┌────────

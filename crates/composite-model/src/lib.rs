//! Descriptor model for composite types
//!
//! A composite is assembled from fragments rather than written as one
//! concrete type. This crate holds the immutable, declarative description
//! of those pieces:
//!
//! - `capability` - exposed interfaces and their fixed linearization order
//! - `fragment` - mixins, interceptors, and their dependency slots
//! - `composite` - the composite descriptor tying capabilities to fragments
//! - `catalog` - the registration API that validates and freezes everything
//!
//! Nothing here resolves anything; see the `composite-resolver` crate.

pub mod capability;
pub mod catalog;
pub mod composite;
pub mod error;
pub mod fragment;
pub mod names;

pub use capability::{CapabilityCatalog, CapabilityDescriptor};
pub use catalog::{Catalog, CatalogBuilder};
pub use composite::{CompositeDeclaration, CompositeDescriptor};
pub use error::ModelError;
pub use fragment::{
    AppliesTo, AppliesToContext, AppliesToFilter, DeclareFragment, DependencySlot, FragmentType,
    InterceptorBuilder, InterceptorDescriptor, InterceptorKind, MixinBuilder, MixinDescriptor,
    MixinKind, ModifiesSlot,
};
pub use names::{CapabilityName, CompositeName, FragmentName, MethodRef, Tag};
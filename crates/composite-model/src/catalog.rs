//! Catalog registration API
//!
//! The catalog replaces attribute scanning: capabilities, fragments, and
//! composites are registered explicitly, then `build()` validates every
//! cross-reference and freezes the result.

use indexmap::IndexMap;
use std::sync::Arc;

use crate::capability::{CapabilityCatalog, CapabilityDescriptor};
use crate::composite::{CompositeDeclaration, CompositeDescriptor};
use crate::error::ModelError;
use crate::fragment::{AppliesTo, DependencySlot, InterceptorDescriptor, MixinDescriptor, ModifiesSlot};
use crate::names::{CapabilityName, CompositeName, FragmentName};

/// Immutable set of descriptors, shared by every resolution
#[derive(Debug, Clone, Default)]
pub struct Catalog {
    capabilities: CapabilityCatalog,
    mixins: IndexMap<FragmentName, Arc<MixinDescriptor>>,
    interceptors: IndexMap<FragmentName, Arc<InterceptorDescriptor>>,
    composites: IndexMap<CompositeName, Arc<CompositeDescriptor>>,
}

impl Catalog {
    pub fn builder() -> CatalogBuilder {
        CatalogBuilder::default()
    }

    pub fn capabilities(&self) -> &CapabilityCatalog {
        &self.capabilities
    }

    pub fn mixin(&self, name: &str) -> Option<&Arc<MixinDescriptor>> {
        self.mixins.get(name)
    }

    pub fn interceptor(&self, name: &str) -> Option<&Arc<InterceptorDescriptor>> {
        self.interceptors.get(name)
    }

    pub fn composite(&self, name: &str) -> Option<&Arc<CompositeDescriptor>> {
        self.composites.get(name)
    }

    pub fn composites(&self) -> impl Iterator<Item = &Arc<CompositeDescriptor>> {
        self.composites.values()
    }

    /// Interceptors declared directly on a mixin, in declaration order
    pub fn interceptors_of(&self, mixin: &MixinDescriptor) -> Vec<Arc<InterceptorDescriptor>> {
        mixin
            .interceptors
            .iter()
            .filter_map(|name| self.interceptors.get(name).cloned())
            .collect()
    }
}

/// Collects declarations; `build()` checks and freezes them
#[derive(Debug, Default)]
pub struct CatalogBuilder {
    capabilities: Vec<CapabilityDescriptor>,
    mixins: Vec<MixinDescriptor>,
    interceptors: Vec<InterceptorDescriptor>,
    composites: Vec<CompositeDeclaration>,
}

impl CatalogBuilder {
    pub fn capability(mut self, descriptor: CapabilityDescriptor) -> Self {
        self.capabilities.push(descriptor);
        self
    }

    pub fn mixin(mut self, descriptor: MixinDescriptor) -> Self {
        self.mixins.push(descriptor);
        self
    }

    pub fn interceptor(mut self, descriptor: InterceptorDescriptor) -> Self {
        self.interceptors.push(descriptor);
        self
    }

    pub fn composite(mut self, declaration: CompositeDeclaration) -> Self {
        self.composites.push(declaration);
        self
    }

    pub fn add_capability(&mut self, descriptor: CapabilityDescriptor) {
        self.capabilities.push(descriptor);
    }

    pub fn add_mixin(&mut self, descriptor: MixinDescriptor) {
        self.mixins.push(descriptor);
    }

    pub fn add_interceptor(&mut self, descriptor: InterceptorDescriptor) {
        self.interceptors.push(descriptor);
    }

    pub fn add_composite(&mut self, declaration: CompositeDeclaration) {
        self.composites.push(declaration);
    }

    pub fn build(self) -> Result<Catalog, ModelError> {
        let mut capabilities = CapabilityCatalog::new();
        for descriptor in self.capabilities {
            capabilities.insert(descriptor)?;
        }
        capabilities.validate()?;

        let mut mixins = IndexMap::new();
        for mixin in self.mixins {
            let name = mixin.name().clone();
            if mixins.contains_key(&name) {
                return Err(ModelError::DuplicateFragment(name));
            }
            mixins.insert(name, Arc::new(mixin));
        }

        let mut interceptors = IndexMap::new();
        for interceptor in self.interceptors {
            let name = interceptor.name().clone();
            if mixins.contains_key(&name) || interceptors.contains_key(&name) {
                return Err(ModelError::DuplicateFragment(name));
            }
            interceptors.insert(name, Arc::new(interceptor));
        }

        for mixin in mixins.values() {
            let owner = format!("mixin '{}'", mixin.name());
            check_capabilities(&capabilities, &mixin.fragment.implements, &owner)?;
            check_slots(&capabilities, &mixin.uses, &owner)?;
            check_applies_to(&capabilities, mixin.applies_to(), &owner)?;
            for interceptor in &mixin.interceptors {
                if !interceptors.contains_key(interceptor) {
                    return Err(ModelError::UnknownFragment {
                        fragment: interceptor.clone(),
                        role: "interceptor",
                        referenced_by: owner.clone(),
                    });
                }
            }
        }

        for interceptor in interceptors.values() {
            let owner = format!("interceptor '{}'", interceptor.name());
            check_capabilities(&capabilities, &interceptor.fragment.implements, &owner)?;
            check_slots(&capabilities, &interceptor.uses, &owner)?;
            check_applies_to(&capabilities, &interceptor.applies_to, &owner)?;
            if let ModifiesSlot::Capability(target) = &interceptor.modifies {
                check_capabilities(&capabilities, std::slice::from_ref(target), &owner)?;
            }
        }

        let mut composites = IndexMap::new();
        let declared: Vec<CompositeName> = self.composites.iter().map(|c| c.name.clone()).collect();
        for declaration in self.composites {
            let name = declaration.name.clone();
            if composites.contains_key(&name) {
                return Err(ModelError::DuplicateComposite(name));
            }
            let owner = format!("composite '{}'", name);

            if declaration.exposes.is_empty() {
                return Err(ModelError::EmptyComposite(name));
            }
            check_capabilities(&capabilities, &declaration.exposes, &owner)?;

            if let Some(inner) = &declaration.wraps {
                if !declared.contains(inner) {
                    return Err(ModelError::UnknownComposite {
                        composite: inner.clone(),
                        referenced_by: owner,
                    });
                }
            }

            let composite_mixins = declaration
                .mixins
                .iter()
                .map(|m| {
                    mixins.get(m).cloned().ok_or_else(|| ModelError::UnknownFragment {
                        fragment: m.clone(),
                        role: "mixin",
                        referenced_by: owner.clone(),
                    })
                })
                .collect::<Result<Vec<_>, _>>()?;

            let composite_interceptors = declaration
                .interceptors
                .iter()
                .map(|i| {
                    interceptors
                        .get(i)
                        .cloned()
                        .ok_or_else(|| ModelError::UnknownFragment {
                            fragment: i.clone(),
                            role: "interceptor",
                            referenced_by: owner.clone(),
                        })
                })
                .collect::<Result<Vec<_>, _>>()?;

            let descriptor = CompositeDescriptor::new(
                declaration,
                &capabilities,
                composite_mixins,
                composite_interceptors,
            );
            tracing::debug!(
                composite = %descriptor.name,
                capabilities = descriptor.capabilities.len(),
                mixins = descriptor.mixins.len(),
                "registered composite"
            );
            composites.insert(name, Arc::new(descriptor));
        }

        Ok(Catalog {
            capabilities,
            mixins,
            interceptors,
            composites,
        })
    }
}

fn check_capabilities(
    capabilities: &CapabilityCatalog,
    names: &[CapabilityName],
    owner: &str,
) -> Result<(), ModelError> {
    match names.iter().find(|c| !capabilities.contains(c.as_str())) {
        Some(missing) => Err(ModelError::UnknownCapability {
            capability: missing.clone(),
            referenced_by: owner.to_string(),
        }),
        None => Ok(()),
    }
}

fn check_slots(
    capabilities: &CapabilityCatalog,
    slots: &[DependencySlot],
    owner: &str,
) -> Result<(), ModelError> {
    for slot in slots {
        check_capabilities(capabilities, std::slice::from_ref(&slot.capability), owner)?;
    }
    Ok(())
}

fn check_applies_to(
    capabilities: &CapabilityCatalog,
    filters: &[AppliesTo],
    owner: &str,
) -> Result<(), ModelError> {
    for filter in filters {
        if let AppliesTo::Capability(capability) = filter {
            check_capabilities(capabilities, std::slice::from_ref(capability), owner)?;
        }
    }
    Ok(())
}
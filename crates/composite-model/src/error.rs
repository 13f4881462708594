use thiserror::Error;

use crate::names::{CapabilityName, CompositeName, FragmentName};

/// Errors raised while declaring or registering descriptors.
///
/// All of these are programming errors in the composite declarations and
/// are detected before any resolution takes place.
#[derive(Error, Debug, Clone, PartialEq, Eq)]
pub enum ModelError {
    #[error("malformed fragment declaration '{fragment}': {reason}")]
    MalformedFragmentDeclaration {
        fragment: FragmentName,
        reason: String,
    },

    #[error("capability '{0}' is declared more than once")]
    DuplicateCapability(CapabilityName),

    #[error("fragment '{0}' is declared more than once")]
    DuplicateFragment(FragmentName),

    #[error("composite '{0}' is declared more than once")]
    DuplicateComposite(CompositeName),

    #[error("unknown capability '{capability}' referenced by {referenced_by}")]
    UnknownCapability {
        capability: CapabilityName,
        referenced_by: String,
    },

    #[error("unknown {role} '{fragment}' referenced by {referenced_by}")]
    UnknownFragment {
        fragment: FragmentName,
        role: &'static str,
        referenced_by: String,
    },

    #[error("unknown composite '{composite}' referenced by {referenced_by}")]
    UnknownComposite {
        composite: CompositeName,
        referenced_by: String,
    },

    #[error("capability hierarchy is cyclic: {}", format_chain(.0))]
    CyclicCapabilityHierarchy(Vec<CapabilityName>),

    #[error("composite '{0}' exposes no capabilities")]
    EmptyComposite(CompositeName),
}

fn format_chain(chain: &[CapabilityName]) -> String {
    chain
        .iter()
        .map(|c| c.as_str())
        .collect::<Vec<_>>()
        .join(" → ")
}
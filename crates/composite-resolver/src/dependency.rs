//! Dependency resolver
//!
//! Matches `uses` slots against providers, in priority order: sibling
//! mixins of the same composite, mixins of the wrapped composite, then the
//! external registry.

use composite_model::{
    CapabilityCatalog, CapabilityName, CompositeDescriptor, DependencySlot, MixinDescriptor,
};
use indexmap::IndexMap;
use serde::{Deserialize, Serialize};

use crate::error::ResolutionError;
use crate::mixin::{BindingOrigin, MixinBinding, generic_applies};
use crate::provider::{Provider, ProviderOrigin, ProviderRegistry, ProviderRequest};
use crate::resolved::ResolvedComposite;

/// The provider chosen for one slot; `None` only for optional slots
#[derive(Debug, Clone, PartialEq, Eq, Serialize, Deserialize)]
pub struct SlotBinding {
    pub slot: DependencySlot,
    pub provider: Option<Provider>,
}

impl SlotBinding {
    pub fn is_absent(&self) -> bool {
        self.provider.is_none()
    }
}

/// Slot matching for one composite
#[derive(Debug, Clone, Copy)]
pub struct DependencyResolver<'a> {
    capabilities: &'a CapabilityCatalog,
    composite: &'a CompositeDescriptor,
    wrapped: Option<&'a ResolvedComposite>,
    external: &'a dyn ProviderRegistry,
    bindings: Option<&'a IndexMap<CapabilityName, MixinBinding>>,
}

impl<'a> DependencyResolver<'a> {
    pub fn new(
        capabilities: &'a CapabilityCatalog,
        composite: &'a CompositeDescriptor,
        wrapped: Option<&'a ResolvedComposite>,
        external: &'a dyn ProviderRegistry,
    ) -> Self {
        Self {
            capabilities,
            composite,
            wrapped,
            external,
            bindings: None,
        }
    }

    /// Prefer the mixins actually bound to a capability over the first
    /// structural match
    pub fn with_bindings(mut self, bindings: &'a IndexMap<CapabilityName, MixinBinding>) -> Self {
        self.bindings = Some(bindings);
        self
    }

    /// Find a provider for `slot`, or `None` if nothing matches
    pub fn supply(&self, slot: &DependencySlot) -> Result<Option<Provider>, ResolutionError> {
        let request = ProviderRequest::from_slot(slot);

        if let Some(provider) = self.from_siblings(&request) {
            return Ok(Some(provider));
        }
        if let Some(provider) = self.from_wrapped(&request) {
            return Ok(Some(provider));
        }
        self.external.supply(self.capabilities, &request)
    }

    pub fn can_supply(&self, slot: &DependencySlot) -> Result<bool, ResolutionError> {
        Ok(self.supply(slot)?.is_some())
    }

    /// Bind a slot, failing if a non-optional slot has no provider
    pub fn bind(&self, slot: &DependencySlot) -> Result<SlotBinding, ResolutionError> {
        let provider = self.supply(slot)?;
        if provider.is_none() && !slot.optional {
            return Err(self.unsatisfiable(slot));
        }
        if let Some(provider) = &provider {
            tracing::trace!(slot = %slot, origin = %provider.origin, "bound dependency slot");
        }
        Ok(SlotBinding {
            slot: slot.clone(),
            provider,
        })
    }

    pub fn bind_all(&self, slots: &[DependencySlot]) -> Result<Vec<SlotBinding>, ResolutionError> {
        slots.iter().map(|slot| self.bind(slot)).collect()
    }

    /// The first non-optional slot that nothing can fill.
    ///
    /// Slots requesting `serving` itself are skipped, since the fragment
    /// being validated is what will provide it.
    pub fn first_unsatisfied<'s>(
        &self,
        slots: &'s [DependencySlot],
        serving: &CapabilityName,
    ) -> Result<Option<&'s DependencySlot>, ResolutionError> {
        for slot in slots {
            if slot.optional || slot.capability == *serving {
                continue;
            }
            if !self.can_supply(slot)? {
                return Ok(Some(slot));
            }
        }
        Ok(None)
    }

    /// The first slot that rules a candidate out.
    ///
    /// That is a required slot, other than `serving`, whose capability some
    /// mixin of this composite could back but which the wrapped composite
    /// cannot supply. Without a wrapped composite nothing is ruled out; a
    /// committed candidate then fails on binding instead.
    pub fn first_invalid<'s>(
        &self,
        slots: &'s [DependencySlot],
        serving: &CapabilityName,
    ) -> Option<&'s DependencySlot> {
        if self.wrapped.is_none() {
            return None;
        }
        slots.iter().find(|slot| {
            !slot.optional
                && slot.capability != *serving
                && self.is_resolvable(&slot.capability)
                && self.from_wrapped(&ProviderRequest::from_slot(slot)).is_none()
        })
    }

    /// Whether some mixin declared on this composite could back `capability`
    pub fn is_resolvable(&self, capability: &CapabilityName) -> bool {
        self.composite.mixins.iter().any(|mixin| {
            if mixin.is_generic() {
                generic_applies(self.capabilities, &self.composite.name, mixin, capability)
            } else {
                mixin.fragment.satisfies(self.capabilities, capability)
            }
        })
    }

    pub fn unsatisfiable(&self, slot: &DependencySlot) -> ResolutionError {
        ResolutionError::UnsatisfiableDependency {
            composite: self.composite.name.clone(),
            fragment: slot.declared_by.clone(),
            slot: slot.clone(),
        }
    }

    fn from_siblings(&self, request: &ProviderRequest<'_>) -> Option<Provider> {
        if let Some(bindings) = self.bindings {
            let bound = bindings.values().find_map(|binding| {
                let origin = match &binding.origin {
                    BindingOrigin::Own => ProviderOrigin::Sibling {
                        mixin: binding.mixin.name().clone(),
                    },
                    BindingOrigin::Wrapped(composite) => ProviderOrigin::Wrapped {
                        composite: composite.clone(),
                        mixin: binding.mixin.name().clone(),
                    },
                };
                self.offer(&binding.capability, origin, request)
            });
            if bound.is_some() {
                return bound;
            }
        }

        self.composite.mixins.iter().find_map(|mixin| {
            self.structural(mixin, request, || ProviderOrigin::Sibling {
                mixin: mixin.name().clone(),
            })
        })
    }

    fn from_wrapped(&self, request: &ProviderRequest<'_>) -> Option<Provider> {
        let wrapped = self.wrapped?;
        let origin = |mixin: &MixinDescriptor| ProviderOrigin::Wrapped {
            composite: wrapped.name().clone(),
            mixin: mixin.name().clone(),
        };

        wrapped
            .bindings()
            .values()
            .filter(|binding| binding.origin == BindingOrigin::Own)
            .find_map(|binding| self.offer(&binding.capability, origin(binding.mixin.as_ref()), request))
            .or_else(|| {
                wrapped
                    .used_mixins()
                    .iter()
                    .find_map(|mixin| self.structural(mixin, request, || origin(mixin.as_ref())))
            })
    }

    fn structural(
        &self,
        mixin: &MixinDescriptor,
        request: &ProviderRequest<'_>,
        origin: impl Fn() -> ProviderOrigin,
    ) -> Option<Provider> {
        mixin
            .fragment
            .implements
            .iter()
            .find_map(|capability| self.offer(capability, origin(), request))
    }

    fn offer(
        &self,
        capability: &CapabilityName,
        origin: ProviderOrigin,
        request: &ProviderRequest<'_>,
    ) -> Option<Provider> {
        let provider = Provider {
            capability: capability.clone(),
            name: None,
            dependent: None,
            origin,
        };
        provider
            .matches(self.capabilities, request)
            .then_some(provider)
    }
}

└────────

Your response should contain each line of the entries above that holds the string "filters".

- _Exercise response_:
    filters: &[AppliesTo],
    for filter in filters {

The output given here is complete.